Most settings on *nix systems are stored in simple text files and can be easily copied to a new server. However, as the number of servers grows, you face limitations. Which version is the main master copy? What if your servers run multiple operating systems with different settings? What if you can’t quickly download settings to all servers—say, they’re on your work machine behind a firewall?

Distributed version control systems, such as git and mercurial, coupled with cloud hosting for personal repositories, significantly reduce these problems. I use public hosting on github.

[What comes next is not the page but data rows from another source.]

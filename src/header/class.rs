//! Class parser, with the template prefix and friend helpers it relies on

use super::char_class::{find_word, starts_with_word};
use super::config::ScraperConfig;
use super::decl::{ClassDecl, Declaration};
use super::error::{HeaderError, HeaderResult};
use super::parser::HeaderParser;
use super::scanner::{find_first_not_of, find_scope_borders, smart_find_first_of, Delimiter};

/// Offset of the first single `:` in `text`, skipping `::` and nested scopes
pub(super) fn find_single_colon(text: &str) -> Option<usize> {
    let bytes = text.as_bytes();
    let mut pos = 0;
    loop {
        let colon = smart_find_first_of(b":", text, pos);
        if colon >= bytes.len() {
            return None;
        }
        if bytes.get(colon + 1) == Some(&b':') {
            pos = colon + 2;
            continue;
        }
        return Some(colon);
    }
}

/// Whether a word in a declaration head is decoration rather than a name
fn is_decoration(word: &str, config: &ScraperConfig) -> bool {
    word == "final" || word.starts_with("[[") || word.starts_with("alignas(") || config.is_known_macro(word)
}

/// Declared name in a class or struct head such as `PANDA_PUBLIC_API Foo final`
pub(super) fn declared_name<'t>(head: &'t str, config: &ScraperConfig) -> &'t str {
    head.split_ascii_whitespace()
        .filter(|word| !is_decoration(word, config))
        .last()
        .unwrap_or("")
}

/// Qualify `name` with an enclosing class
pub(super) fn qualify(parent: Option<&str>, name: &str) -> String {
    match parent {
        Some(parent) if !parent.is_empty() => format!("{}::{}", parent, name),
        _ => name.to_string(),
    }
}

impl HeaderParser<'_> {
    /// Parse `class Name [final] [: bases] { ... };` or `class Name;`
    ///
    /// # Errors
    ///
    /// [`HeaderError::MissingKeyword`] when there is no `class` at or after
    /// `start`, [`HeaderError::MissingName`] for an unnamed class, and
    /// [`HeaderError::MalformedScope`] for an unbalanced body.
    pub fn parse_class(
        &mut self,
        start: usize,
        parent: Option<&str>,
        template: Option<String>,
    ) -> HeaderResult<(usize, Declaration)> {
        let text = self.text;
        let keyword = find_word(text, start, "class").ok_or(HeaderError::MissingKeyword {
            keyword: "class",
            position: start,
        })?;
        let after_keyword = keyword + "class".len();

        let stop = smart_find_first_of(b";{", text, after_keyword);
        if stop >= text.len() {
            return Err(HeaderError::MalformedScope {
                delimiter: '{',
                position: keyword,
            });
        }

        if text.as_bytes()[stop] == b';' {
            let head = &text[after_keyword..stop];
            let head = find_single_colon(head).map_or(head, |colon| &head[..colon]);
            let name = declared_name(head, self.config);
            if name.is_empty() {
                return Err(HeaderError::MissingName {
                    construct: "class",
                    position: after_keyword,
                });
            }
            self.diagnostics
                .debug(&format!("Forward declaration of class {}", name));
            let decl = ClassDecl {
                name: qualify(parent, name),
                template,
                ..ClassDecl::default()
            };
            return Ok((stop + 1, Declaration::Class(decl)));
        }

        let body = find_scope_borders(text, stop, Delimiter::Brace)?;
        let head = &text[after_keyword..body.open];
        let (name_part, extends) = match find_single_colon(head) {
            Some(colon) => (&head[..colon], Some(head[colon + 1..].trim().to_string())),
            None => (head, None),
        };

        let name = declared_name(name_part, self.config);
        if name.is_empty() {
            return Err(HeaderError::MissingName {
                construct: "class",
                position: after_keyword,
            });
        }
        let name = qualify(parent, name);

        let (members, friends) =
            self.nested(|parser| parser.parse_members(body.open + 1, body.close, &name))?;

        let decl = ClassDecl {
            name,
            template,
            extends: extends.filter(|bases| !bases.is_empty()),
            members: Some(members),
            friends,
        };
        Ok((self.consume_semicolon(body.end()), Declaration::Class(decl)))
    }

    /// Parse `template <...>` and return the raw parameter text
    ///
    /// # Errors
    ///
    /// [`HeaderError::MissingKeyword`] unless the text at `start` (after
    /// whitespace) begins with `template`.
    pub fn parse_template_prefix(&self, start: usize) -> HeaderResult<(usize, String)> {
        let text = self.text;
        let pos = find_first_not_of(b" \t\r\n", text, start);
        if !starts_with_word(text, pos, "template") {
            return Err(HeaderError::MissingKeyword {
                keyword: "template",
                position: start,
            });
        }

        let params = find_scope_borders(text, pos + "template".len(), Delimiter::Angle)?;
        Ok((params.end(), params.inner(text).trim().to_string()))
    }

    /// Parse `friend class X;` or `friend struct X;` and return `X`
    pub fn parse_friend(&self, start: usize) -> HeaderResult<(usize, String)> {
        let text = self.text;
        let pos = find_first_not_of(b" \t\r\n", text, start);
        if !starts_with_word(text, pos, "friend") {
            return Err(HeaderError::MissingKeyword {
                keyword: "friend",
                position: start,
            });
        }

        let kind = find_first_not_of(b" \t\r\n", text, pos + "friend".len());
        let after_kind = if starts_with_word(text, kind, "class") {
            kind + "class".len()
        } else if starts_with_word(text, kind, "struct") {
            kind + "struct".len()
        } else {
            return Err(HeaderError::MissingKeyword {
                keyword: "class",
                position: kind,
            });
        };

        let semi = smart_find_first_of(b";", text, after_kind);
        let name = text[after_kind..semi].trim();
        if name.is_empty() {
            return Err(HeaderError::MissingName {
                construct: "friend",
                position: after_kind,
            });
        }
        Ok(((semi + 1).min(text.len()), name.to_string()))
    }
}
//! Header scraping core
//!
//! Everything needed to turn the raw text of a C++ header into a
//! [`DeclarationTree`], without a C++ grammar.
//!
//! # Module Organization
//!
//! ## Text Scanner
//! - [`scanner`] - Offset search, nesting-aware search, scope matching, splitting
//! - [`char_class`] - Byte sets and whole-word matching
//! - [`source_location`] - Line/column tracking for error messages
//!
//! ## Preprocessor Stage
//! - [`preprocess`] - Comment stripping and include extraction
//!
//! ## Declaration Parsers
//! - [`parser`] - [`HeaderParser`] and the dispatch driver
//! - [`class`], [`structure`], [`namespace`], [`using`], [`define`],
//!   [`enumeration`] - One construct each, as `impl HeaderParser` blocks
//! - [`method`], [`types`] - Methods, arguments, fields and type expressions
//!
//! ## Output
//! - [`decl`] - Declaration types
//! - [`tree`] - Ordered declaration tree
//!
//! ## Ambient
//! - [`config`] - Allow-lists and limits
//! - [`diagnostics`] - Diagnostics sinks
//! - [`error`] - Error type
//! - [`parallel`], [`driver`] - Batches of headers and files on disk

// ============================================================================
// Module Declarations
// ============================================================================

pub mod char_class;
pub mod config;
pub mod decl;
pub mod diagnostics;
pub mod error;
pub mod method;
pub mod preprocess;
pub mod scanner;
pub mod source_location;
pub mod tree;
pub mod types;

// Construct parsers (impl blocks on HeaderParser)
pub mod class;
pub mod define;
pub mod enumeration;
pub mod namespace;
pub mod parser;
pub mod structure;
pub mod using;

// Batch parsing (always available, uses rayon when feature is enabled)
pub mod driver;
pub mod parallel;

// ============================================================================
// Core Types
// ============================================================================

pub use parser::{parse_header, HeaderFile, HeaderParser};
pub use tree::DeclarationTree;

// ============================================================================
// Declarations
// ============================================================================

pub use decl::{
    AliasDecl, AliasKind, Argument, ClassDecl, Declaration, EnumDecl, Enumerator, MacroDecl,
    Member, Method, NamespaceDecl, StructDecl, TypeRef,
};

// ============================================================================
// Configuration, Diagnostics and Errors
// ============================================================================

pub use config::ScraperConfig;
pub use diagnostics::{CollectingDiagnostics, Diagnostics, LogDiagnostics, NullDiagnostics, Severity};
pub use error::{HeaderError, HeaderResult};
pub use source_location::SourcePosition;

// ============================================================================
// Batches
// ============================================================================

pub use driver::{scrape_files, scrape_files_logged, ScrapedHeader};
pub use parallel::{parse_batch, ParallelConfig};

If you want private settings, other options exist (for example, unfuddle offers free private hosting for git and svn repos).

Steps:

  1. Register on github.
  2. Create a new personal repo for your settings.
  3. Clone it to your computer (git clone <url>).
  4. Edit your ~/.bashrc, ~/.vimrc, and other personal settings files, extracting universal aliases, functions, and other common settings into separate files in your cloned repo.
  5. Include universal settings in ~/.bashrc.
  6. git add && git commit
  7. Clone settings to other servers and edit the corresponding .bashrc (as in step 6).

Here’s my settings repo as an example.

Pros and cons

Pros

  • Setting up a copy on each system takes minutes.
  • You have change history on each system without needing access to a central server (if you use a distributed version control system—git, hg, etc.).
  • You can have custom versions of settings for different OSes or purposes (git branch freebsd && git checkout freebsd…).
  • You can have universal settings for a team or workgroup.

Cons

  • You need a git (hg, svn, bazaar…) client on each machine. However, installing the necessary package takes only minutes.